Race planes of the 1930s' - The Chester Goon

By Willie Bodenstein


The Chester Goon, or the Chester Special #2, was a single-engine taildragger-configuration monoplane racer designed and built by Art Chester. He later designed the nose and cowling of the P-51 fighter for the 1938 National Air Races. "Goon", like Chester's previous design, the "Jeep" was named after characters in Popeye cartoons and comic strips.

The National Air Races (also known as Pulitzer Trophy Races) are a series of pylon and cross-country races that have taken place in the United States since 1920. The science of aviation and the speed and reliability of aircraft and engines grew rapidly during this period:- the National Air Races were both a proving ground and showcase for this.

Starting in 1929, the races ran for up to 10 days, usually from late August to early September and ran until 1939, but went on a hiatus because of WWII. The races included a variety of events, including cross-country races. The more popular events were the Thompson Trophy Races which started in 1929 which were closed-course races where aviators raced their planes around pylons and the Bendix Trophy Race across most of the USA, starting in 1931.

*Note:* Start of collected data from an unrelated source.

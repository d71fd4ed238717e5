use std::sync::Mutex;

use super::{StoreError, TurnLog};
use crate::types::TurnRecord;

/// Turn log held in memory, for tests and ephemeral agents.
#[derive(Debug, Default)]
pub struct InMemoryTurnLog {
    records: Mutex<Vec<TurnRecord>>,
}

impl InMemoryTurnLog {
    pub fn new() -> Self {
        Self::default()
    }

    pub fn with_records(records: Vec<TurnRecord>) -> Self {
        Self {
            records: Mutex::new(records),
        }
    }

    /// Snapshot of everything appended so far.
    pub fn records(&self) -> Vec<TurnRecord> {
        self.records
            .lock()
            .unwrap_or_else(|poisoned| poisoned.into_inner())
            .clone()
    }
}

impl TurnLog for InMemoryTurnLog {
    fn load_all(&self) -> Result<Vec<TurnRecord>, StoreError> {
        Ok(self.records())
    }

    fn append(&self, record: &TurnRecord) -> Result<(), StoreError> {
        self.append_all(std::slice::from_ref(record))
    }

    fn append_all(&self, records: &[TurnRecord]) -> Result<(), StoreError> {
        self.records
            .lock()
            .unwrap_or_else(|poisoned| poisoned.into_inner())
            .extend_from_slice(records);
        Ok(())
    }
}
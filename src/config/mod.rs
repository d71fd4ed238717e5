//! Connector configuration.
//!
//! A [`ConnectorConfig`] can be built in code with its builder or loaded from
//! TOML. The API credential is resolved exactly once, when the connector is
//! constructed: the explicit `api_key` wins, otherwise `GOOGLE_API_KEY` and
//! then `GEMINI_API_KEY` are read from the environment (a `.env` file is
//! honored).

pub mod thinking;

use std::fmt;
use std::path::{Path, PathBuf};
use std::time::Duration;

use bon::Builder;
use serde::{Deserialize, Serialize};

use crate::error::{ConnectorError, Result};
use crate::history::RetentionPolicy;
use crate::types::{
    Content, GenerationConfig, HarmBlockThreshold, HarmCategory, SafetySetting, SessionSettings,
};
use crate::util::retry::RetryPolicy;

pub use thinking::thinking_config_for_model;

pub const DEFAULT_TEMPERATURE: f32 = 2.0;
pub const DEFAULT_MAX_RETRIES: u32 = 3;
pub const DEFAULT_RETRY_DELAY_SECS: u64 = 5;

/// Environment variables consulted, in order, when no key is configured.
pub const API_KEY_ENV_VARS: [&str; 2] = ["GOOGLE_API_KEY", "GEMINI_API_KEY"];

fn default_temperature() -> f32 {
    DEFAULT_TEMPERATURE
}

fn default_max_retries() -> u32 {
    DEFAULT_MAX_RETRIES
}

fn default_retry_delay_secs() -> u64 {
    DEFAULT_RETRY_DELAY_SECS
}

/// Settings for one agent's connector.
#[derive(Clone, Builder, Serialize, Deserialize)]
pub struct ConnectorConfig {
    #[builder(into)]
    pub model_name: String,
    #[builder(into)]
    pub agent_name: String,
    /// Directory holding the agent's turn log.
    #[builder(into)]
    pub agent_data_path: PathBuf,
    #[builder(into)]
    #[serde(default, skip_serializing)]
    pub api_key: Option<String>,
    #[builder(into)]
    #[serde(default)]
    pub system_prompt: Option<String>,
    #[builder(default = DEFAULT_TEMPERATURE)]
    #[serde(default = "default_temperature")]
    pub temperature: f32,
    #[serde(default)]
    pub max_output_tokens: Option<u32>,
    /// Retries after the first attempt.
    #[builder(default = DEFAULT_MAX_RETRIES)]
    #[serde(default = "default_max_retries")]
    pub max_retries: u32,
    #[builder(default = DEFAULT_RETRY_DELAY_SECS)]
    #[serde(default = "default_retry_delay_secs")]
    pub retry_delay_secs: u64,
    #[builder(default)]
    #[serde(default)]
    pub retention: RetentionPolicy,
    /// Override for the Gemini REST endpoint.
    #[builder(into)]
    #[serde(default)]
    pub base_url: Option<String>,
}

impl fmt::Debug for ConnectorConfig {
    fn fmt(&self, f: &mut fmt::Formatter<'_>) -> fmt::Result {
        f.debug_struct("ConnectorConfig")
            .field("model_name", &self.model_name)
            .field("agent_name", &self.agent_name)
            .field("agent_data_path", &self.agent_data_path)
            .field("api_key", &self.api_key.as_ref().map(|_| ".."))
            .field("system_prompt", &self.system_prompt.as_ref().map(String::len))
            .field("temperature", &self.temperature)
            .field("max_output_tokens", &self.max_output_tokens)
            .field("max_retries", &self.max_retries)
            .field("retry_delay_secs", &self.retry_delay_secs)
            .field("retention", &self.retention)
            .field("base_url", &self.base_url)
            .finish()
    }
}

impl ConnectorConfig {
    pub fn from_toml_str(raw: &str) -> Result<Self> {
        toml::from_str(raw)
            .map_err(|e| ConnectorError::Configuration(format!("invalid connector config: {e}")))
    }

    pub fn load(path: impl AsRef<Path>) -> Result<Self> {
        let path = path.as_ref();
        let raw = std::fs::read_to_string(path).map_err(|e| {
            ConnectorError::Configuration(format!("cannot read {}: {e}", path.display()))
        })?;
        Self::from_toml_str(&raw)
    }

    /// Resolve the API key from configuration or the process environment.
    pub fn resolve_api_key(&self) -> Result<String> {
        let _ = dotenvy::dotenv(); // load .env if present, ignore error
        self.resolve_api_key_with(|name| std::env::var(name).ok())
    }

    /// Resolve the API key, reading fallbacks through `lookup`.
    pub fn resolve_api_key_with(&self, lookup: impl Fn(&str) -> Option<String>) -> Result<String> {
        if let Some(key) = self.api_key.as_ref().filter(|key| !key.trim().is_empty()) {
            return Ok(key.clone());
        }
        API_KEY_ENV_VARS
            .iter()
            .find_map(|name| lookup(name).filter(|key| !key.trim().is_empty()))
            .ok_or_else(|| {
                ConnectorError::Configuration(format!(
                    "Google API key not provided for {} and GOOGLE_API_KEY env variable not set.",
                    self.agent_name
                ))
            })
    }

    pub fn retry_delay(&self) -> Duration {
        Duration::from_secs(self.retry_delay_secs)
    }

    pub fn retry_policy(&self) -> RetryPolicy {
        RetryPolicy::new(self.max_retries, self.retry_delay())
    }

    /// Settings sent with every request of this agent's session.
    ///
    /// All harm categories are set to `BLOCK_NONE`; refusals still surface
    /// as safety blocks through empty responses.
    pub fn session_settings(&self) -> SessionSettings {
        SessionSettings {
            system_instruction: self
                .system_prompt
                .as_deref()
                .filter(|prompt| !prompt.is_empty())
                .map(Content::instruction),
            generation_config: GenerationConfig {
                temperature: Some(self.temperature),
                max_output_tokens: self.max_output_tokens,
                thinking_config: Some(thinking_config_for_model(&self.model_name)),
            },
            safety_settings: HarmCategory::ALL
                .iter()
                .map(|&category| SafetySetting {
                    category,
                    threshold: HarmBlockThreshold::BlockNone,
                })
                .collect(),
        }
    }
}
//! Per-agent connector: session lifecycle, prompt exchange, turn logging.

use std::sync::Arc;

use tracing::{debug, error, info, warn};

use crate::config::ConnectorConfig;
use crate::error::{classify, ConnectorError, Result};
use crate::history::{filter_and_prune, PruneOutcome};
use crate::provider::GeminiApi;
use crate::store::TurnLog;
use crate::types::{Role, SessionSettings, TokenInfo, Turn, TurnRecord};

use super::accounting::exchange_token_info;
use super::chat::ChatSession;
use super::segregate::{segregate, Segregated};

/// Result of a successful prompt exchange.
#[derive(Debug, Clone, PartialEq, Eq)]
pub struct Reply {
    pub answer: String,
    pub reasoning: Option<String>,
    pub token_info: TokenInfo,
}

/// One message of the simplified history view.
#[derive(Debug, Clone, PartialEq, Eq)]
pub struct HistoryMessage {
    pub role: Role,
    pub text: String,
    pub thinking: Option<String>,
}

/// Connects one agent to Gemini.
///
/// The connector owns the agent's live [`ChatSession`]; the [`TurnLog`] is
/// the durable record the session is rebuilt from. Calls take `&mut self`,
/// so at most one exchange is in flight per agent.
pub struct GeminiConnector {
    config: ConnectorConfig,
    api: Arc<dyn GeminiApi>,
    turn_log: Arc<dyn TurnLog>,
    settings: SessionSettings,
    session: Option<ChatSession>,
}

impl std::fmt::Debug for GeminiConnector {
    fn fmt(&self, f: &mut std::fmt::Formatter<'_>) -> std::fmt::Result {
        f.debug_struct("GeminiConnector")
            .field("config", &self.config)
            .field("session", &self.session)
            .finish_non_exhaustive()
    }
}

impl GeminiConnector {
    /// Connect using the Google REST client and the agent's file turn log.
    ///
    /// The API key is resolved here, once.
    #[cfg(feature = "google")]
    pub fn connect(config: ConnectorConfig) -> Result<Self> {
        let api_key = config.resolve_api_key()?;
        let client = crate::provider::google::GoogleClient::new(&api_key, config.base_url.clone())?;
        let turn_log = crate::store::FileTurnLog::in_agent_dir(&config.agent_data_path);
        Self::with_parts(config, Arc::new(client), Arc::new(turn_log))
    }

    /// Connect with an explicit provider client and turn log, then
    /// initialize the session from the log.
    pub fn with_parts(
        config: ConnectorConfig,
        api: Arc<dyn GeminiApi>,
        turn_log: Arc<dyn TurnLog>,
    ) -> Result<Self> {
        let settings = config.session_settings();
        let mut connector = Self {
            config,
            api,
            turn_log,
            settings,
            session: None,
        };
        connector.initialize_chat_session()?;
        info!(
            agent = %connector.config.agent_name,
            model = %connector.config.model_name,
            temperature = connector.config.temperature,
            "Gemini connector initialized"
        );
        Ok(connector)
    }

    pub fn agent_name(&self) -> &str {
        &self.config.agent_name
    }

    pub fn config(&self) -> &ConnectorConfig {
        &self.config
    }

    pub fn session(&self) -> Option<&ChatSession> {
        self.session.as_ref()
    }

    /// Load and prune the turn log. A log that cannot be read counts as empty.
    pub fn load_history(&self) -> PruneOutcome {
        let records = self.turn_log.load_all().unwrap_or_else(|err| {
            error!(agent = %self.config.agent_name, error = %err, "error loading turn log");
            Vec::new()
        });
        filter_and_prune(&self.config.agent_name, &records, &self.config.retention)
    }

    /// Replace the live session with one seeded from the turn log.
    ///
    /// On failure no session is left behind and the error is returned as is.
    pub fn initialize_chat_session(&mut self) -> Result<()> {
        self.session = None;
        let seed = self.load_history().to_contents();
        let seed_len = seed.len();

        let session = ChatSession::create(
            self.api.clone(),
            self.config.model_name.clone(),
            self.settings.clone(),
            seed,
        )
        .map_err(|failure| {
            error!(
                agent = %self.config.agent_name,
                model = %self.config.model_name,
                error = %failure,
                "error starting chat session"
            );
            classify(&self.config.agent_name, failure)
        })?;

        self.session = Some(session);
        info!(agent = %self.config.agent_name, history_len = seed_len, "chat session initialized");
        Ok(())
    }

    /// Discard the live session and start a new one from the turn log.
    pub fn reset_session(&mut self) -> Result<()> {
        self.initialize_chat_session()
    }

    /// Drop the live session without replacing it.
    pub fn end_session(&mut self) {
        if self.session.take().is_some() {
            debug!(agent = %self.config.agent_name, "chat session ended");
        }
    }

    /// Send `prompt`, retrying transient failures.
    ///
    /// The session is initialized first if absent; an initialization error is
    /// returned unchanged. Attempt 0 is a single request, later attempts are
    /// streamed.
    pub async fn send_message(&mut self, prompt: &str, tick: u64) -> Result<Reply> {
        let policy = self.config.retry_policy();
        let mut attempt = 0;
        loop {
            if self.session.is_none() {
                self.initialize_chat_session()?;
            }
            match self.send_message_attempt(prompt, tick, attempt).await {
                Ok(reply) => return Ok(reply),
                Err(err) if policy.should_retry(&err, attempt) => {
                    policy.pause(&self.config.agent_name, attempt, &err).await;
                    attempt += 1;
                }
                Err(err) => return Err(err),
            }
        }
    }

    /// Run a single exchange attempt.
    ///
    /// Without a live session this returns a `SYSTEM_ERROR` answer instead
    /// of an error. Both turns are written to the log only after the whole
    /// response has been assembled.
    pub async fn send_message_attempt(
        &mut self,
        prompt: &str,
        tick: u64,
        attempt_number: u32,
    ) -> Result<Reply> {
        let agent = self.config.agent_name.clone();

        let Some(session) = self.session.as_mut() else {
            let message = format!("SYSTEM_ERROR: Chat session for {agent} is not available.");
            error!(agent = %agent, tick, "{message}");
            return Ok(Reply {
                answer: message,
                reasoning: None,
                token_info: TokenInfo::default(),
            });
        };

        let outcome = if attempt_number == 0 {
            session.send_message(prompt).await
        } else {
            info!(agent = %agent, attempt = attempt_number, "using streaming for retry attempt");
            session.send_message_stream(prompt).await
        };
        let assembled = outcome.map_err(|failure| classify(&agent, failure))?;

        if !assembled.has_candidates {
            return Err(ConnectorError::safety_block(&agent, assembled.prompt_feedback));
        }

        let Segregated { answer, reasoning } = segregate(&assembled.parts);
        let token_info =
            exchange_token_info(&agent, assembled.usage_metadata.as_ref(), self.session.as_ref()).await;

        self.record_exchange(
            Turn::user(tick, prompt),
            Turn::model(tick, answer.clone(), reasoning.clone(), token_info.clone()),
        );

        debug!(
            agent = %agent,
            tick,
            attempt = attempt_number,
            answer_len = answer.len(),
            has_reasoning = reasoning.is_some(),
            "exchange complete"
        );
        Ok(Reply {
            answer,
            reasoning,
            token_info,
        })
    }

    /// Append the user and model turns together, skipping empty ones.
    fn record_exchange(&self, user: Turn, model: Turn) {
        let records: Vec<TurnRecord> = [user, model]
            .iter()
            .filter(|turn| !turn.is_empty())
            .map(TurnRecord::from)
            .collect();
        if let Err(err) = self.turn_log.append_all(&records) {
            error!(agent = %self.config.agent_name, error = %err, "error appending turns to log");
        }
    }

    /// The conversation as the model currently sees it.
    ///
    /// Falls back to the pruned turn log when no session is live.
    pub fn chat_history(&self) -> Vec<HistoryMessage> {
        match &self.session {
            Some(session) => session
                .history()
                .iter()
                .map(|content| {
                    let Segregated { answer, reasoning } = segregate(&content.parts);
                    HistoryMessage {
                        role: content.role.unwrap_or(Role::User),
                        text: answer,
                        thinking: reasoning,
                    }
                })
                .collect(),
            None => {
                warn!(agent = %self.config.agent_name, "no active chat session, reconstructing history from turn log");
                self.load_history()
                    .entries
                    .into_iter()
                    .map(|entry| HistoryMessage {
                        role: entry.role,
                        text: entry.text_content,
                        thinking: entry.reasoning_content,
                    })
                    .collect()
            }
        }
    }

    /// Token count of the current, possibly pruned, session history.
    ///
    /// Returns `Some(0)` when there is no history and `None` when the
    /// provider could not count.
    pub async fn current_total_session_tokens(&self) -> Option<u32> {
        let contents = match &self.session {
            Some(session) => session.history().to_vec(),
            None => {
                warn!(agent = %self.config.agent_name, "no active chat session for token count, loading turn log");
                self.load_history().to_contents()
            }
        };
        if contents.is_empty() {
            return Some(0);
        }

        match self.api.count_tokens(&self.config.model_name, &contents).await {
            Ok(total) => Some(total),
            Err(failure) => {
                warn!(agent = %self.config.agent_name, error = %failure, "could not count total session tokens");
                None
            }
        }
    }
}
//! Provider API seam.
//!
//! [`GeminiApi`] is the stateless transport surface the connector needs. The
//! conversation itself is kept client-side by [`crate::session::ChatSession`].

pub mod http;

#[cfg(feature = "google")]
pub mod google;

use async_trait::async_trait;
use futures::stream::BoxStream;

use crate::error::ProviderFailure;
use crate::types::{Content, GenerateContentRequest, GenerateContentResponse};

/// Stream of response chunks from a streamed request.
pub type ChunkStream = BoxStream<'static, Result<GenerateContentResponse, ProviderFailure>>;

/// Core trait implemented by the Gemini transport.
///
/// A single client may be shared by many agents; implementations hold no
/// per-session state.
#[async_trait]
pub trait GeminiApi: Send + Sync {
    /// Generate a full response in one request.
    async fn generate_content(
        &self,
        model: &str,
        request: &GenerateContentRequest,
    ) -> Result<GenerateContentResponse, ProviderFailure>;

    /// Generate a response as a stream of chunks.
    async fn stream_generate_content(
        &self,
        model: &str,
        request: &GenerateContentRequest,
    ) -> Result<ChunkStream, ProviderFailure>;

    /// Count the tokens `contents` would occupy in the model's context.
    async fn count_tokens(&self, model: &str, contents: &[Content]) -> Result<u32, ProviderFailure>;
}
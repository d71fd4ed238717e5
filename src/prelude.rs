//! Convenience re-exports for common use.

pub use crate::config::ConnectorConfig;
pub use crate::error::{ConnectorError, ErrorCategory, Result};
pub use crate::history::RetentionPolicy;
pub use crate::provider::GeminiApi;
pub use crate::session::{GeminiConnector, Reply};
pub use crate::store::{FileTurnLog, InMemoryTurnLog, TurnLog};
pub use crate::types::{Role, TokenInfo, Turn};
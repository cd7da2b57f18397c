use sea_orm_migration::prelude::*;

#[async_std::main]
async fn main() {
    cli::run_cli(fitcoach_migration::Migrator).await;
}
use chrono::{NaiveDate, NaiveDateTime};
use serde::{Deserialize, Serialize};

use crate::error::{ValidationError, positive};

#[derive(Debug, Clone, PartialEq, Serialize, Deserialize)]
pub struct WeightLog {
    pub id: i32,
    pub client_id: i32,
    pub weight: f64,
    pub date: NaiveDate,
    pub created_at: NaiveDateTime,
}

#[derive(Debug, Clone, PartialEq, Serialize, Deserialize)]
pub struct NewWeightLog {
    pub client_id: i32,
    pub weight: f64,
    pub date: NaiveDate,
}

impl NewWeightLog {
    pub fn validate(&self) -> Result<(), ValidationError> {
        positive("weight", self.weight)
    }
}

#[derive(Debug, Clone, Default, PartialEq, Serialize, Deserialize)]
pub struct WeightLogUpdate {
    pub weight: Option<f64>,
    pub date: Option<NaiveDate>,
}

impl WeightLogUpdate {
    pub fn validate(&self) -> Result<(), ValidationError> {
        match (self.weight, self.date) {
            (None, None) => Err(ValidationError::EmptyUpdate),
            (Some(weight), _) => positive("weight", weight),
            _ => Ok(()),
        }
    }
}

#[cfg(test)]
mod tests {
    use super::*;

    #[test]
    fn weight_must_be_positive() {
        let date = NaiveDate::from_ymd_opt(2025, 3, 1).unwrap();
        let log = NewWeightLog {
            client_id: 1,
            weight: 0.0,
            date,
        };
        assert!(log.validate().is_err());

        let update = WeightLogUpdate {
            weight: None,
            date: Some(date),
        };
        assert!(update.validate().is_ok());
        assert_eq!(
            WeightLogUpdate::default().validate(),
            Err(ValidationError::EmptyUpdate)
        );
    }
}
pub use sea_orm_migration::prelude::*;

pub mod m20250301_000001_clients;
pub mod m20250301_000002_sessions;
mod m20250301_000003_exercises;
mod m20250301_000004_weight_logs;
mod m20250301_000005_programs;

pub struct Migrator;

#[async_trait::async_trait]
impl MigratorTrait for Migrator {
    fn migrations() -> Vec<Box<dyn MigrationTrait>> {
        vec![
            Box::new(m20250301_000001_clients::Migration),
            Box::new(m20250301_000002_sessions::Migration),
            Box::new(m20250301_000003_exercises::Migration),
            Box::new(m20250301_000004_weight_logs::Migration),
            Box::new(m20250301_000005_programs::Migration),
        ]
    }
}
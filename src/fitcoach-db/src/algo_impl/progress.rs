use fitcoach_algos::{ExerciseProgress, ProgressAnalyzer, SessionEntries};

use crate::DatabaseHandler;

impl DatabaseHandler {
    /// Volume trend per exercise over the client's latest sessions, sorted by exercise name.
    pub async fn analyze_exercise_progress(
        &self,
        client_id: i32,
    ) -> anyhow::Result<Vec<ExerciseProgress>> {
        let window = u64::try_from(ProgressAnalyzer::SESSION_WINDOW)?;
        let sessions = self.client_sessions(client_id, Some(window)).await?;
        if sessions.len() < ProgressAnalyzer::MIN_SESSIONS {
            debug!(
                "Client #{client_id} has {} sessions, not enough for progress",
                sessions.len()
            );
            return Ok(Vec::new());
        }

        let ids: Vec<i32> = sessions.iter().map(|session| session.id).collect();
        let mut entries = self.exercises_by_session(&ids).await?;

        let sessions = sessions
            .into_iter()
            .map(|session| SessionEntries {
                session_id: session.id,
                date: session.date,
                entries: entries.remove(&session.id).unwrap_or_default(),
            })
            .collect();

        Ok(ProgressAnalyzer::new(sessions).analyze())
    }
}

#[cfg(test)]
mod tests {
    use fitcoach_algos::ProgressTrend;
    use fitcoach_types::NewExerciseSet;

    use crate::db::test_helpers::{date, memory_db, new_client, new_session, set};

    use super::*;

    async fn log(db: &DatabaseHandler, client_id: i32, day: u32, sets: Vec<NewExerciseSet>) {
        db.log_session(new_session(client_id, date(3, day)), sets)
            .await
            .unwrap();
    }

    #[tokio::test]
    async fn classifies_each_exercise() {
        let db = memory_db().await;
        let client = db.create_client(new_client("Ana")).await.unwrap();

        // Squat volume 1000 -> 1100 -> 1200, bench flat, row falling
        log(&db, client.id, 1, vec![
            set("Squat", 100.0, 10),
            set("bench press", 60.0, 8),
            set("Row", 50.0, 10),
        ])
        .await;
        log(&db, client.id, 3, vec![
            set("squat ", 110.0, 10),
            set("Bench Press", 60.0, 8),
            set("Row", 40.0, 10),
        ])
        .await;
        log(&db, client.id, 5, vec![
            set("SQUAT", 120.0, 10),
            set("bench press", 60.0, 8),
            set("Row", 40.0, 10),
            set("Curl", 15.0, 12),
        ])
        .await;

        let progress = db.analyze_exercise_progress(client.id).await.unwrap();
        let summary: Vec<_> = progress
            .iter()
            .map(|p| (p.exercise_name.as_str(), p.trend))
            .collect();
        assert_eq!(summary, vec![
            ("Bench press", ProgressTrend::Stagnant),
            ("Row", ProgressTrend::Declining),
            ("Squat", ProgressTrend::Improving),
        ]);

        let squat = &progress[2];
        assert_eq!(squat.change_percent, Some(15.0));
        assert_eq!(squat.suggestion, None);
        assert_eq!(squat.last_three_sessions[0].date, date(3, 5));
        assert_eq!(squat.last_three_sessions[0].max_weight, 120.0);
        assert_eq!(squat.last_three_sessions[2].total_volume, 1000.0);

        assert!(progress[0].suggestion.is_some());
    }

    #[tokio::test]
    async fn needs_three_sessions() {
        let db = memory_db().await;
        let client = db.create_client(new_client("Ana")).await.unwrap();
        for day in [1, 2] {
            log(&db, client.id, day, vec![set("Squat", 100.0, 5)]).await;
        }

        assert!(
            db.analyze_exercise_progress(client.id)
                .await
                .unwrap()
                .is_empty()
        );
        assert!(db.analyze_exercise_progress(99).await.unwrap().is_empty());
    }

    #[tokio::test]
    async fn only_latest_ten_sessions_count() {
        let db = memory_db().await;
        let client = db.create_client(new_client("Ana")).await.unwrap();

        for day in 1..=3 {
            log(&db, client.id, day, vec![set("Lunge", 20.0, 10)]).await;
        }
        for day in 4..=13 {
            log(&db, client.id, day, vec![set("Row", 50.0, 10)]).await;
        }

        let progress = db.analyze_exercise_progress(client.id).await.unwrap();
        assert_eq!(progress.len(), 1);
        assert_eq!(progress[0].exercise_name, "Row");
        assert_eq!(progress[0].trend, ProgressTrend::Stagnant);
    }

    #[tokio::test]
    async fn repeated_analysis_is_identical() {
        let db = memory_db().await;
        let client = db.create_client(new_client("Ana")).await.unwrap();
        for (day, weight) in [(1, 80.0), (2, 85.0), (3, 70.0), (4, 90.0)] {
            log(&db, client.id, day, vec![
                set("Deadlift", weight, 5),
                set("Press", 40.0, 8),
            ])
            .await;
        }

        let first = db.analyze_exercise_progress(client.id).await.unwrap();
        let second = db.analyze_exercise_progress(client.id).await.unwrap();
        assert_eq!(first, second);
        assert_eq!(first.len(), 2);
    }
}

Built with a conventional welded steel tube frame and fabric covering, the mid-wing taildragger aircraft featured short-legged retractable landing gear and wings of spruce spars with plywood covering. Power came from a 450 hp (340 kW) Menasco C-6-S Buccaneer 6-cylinder, air-cooled, inverted in-line piston engine coupled to a two-bladed French Ratier controllable propeller.

Goon flew in four races, two in 1938 and two in 1939. Her first race was the Greve Trophy Races of the National Air Races, where she finished second with a speed of 250.42 mph (403 km/h). Because of a propeller failure, she did not finish in the Thompson Trophy. In 1939, she won the $9000 prize when she won the National Air Races with a speed of 263.39 mph (424 km/h). However, her bad luck in the Thompson Trophy continued when she dropped out due to engine trouble.

In 1939, she became a movie star when Century Fox featured her in the movie series Tailspin Tommy. The Goon was purchased in 1991 by the Crawford Auto-Aviation Museum and is awaiting restoration in Macedonia, Ohio.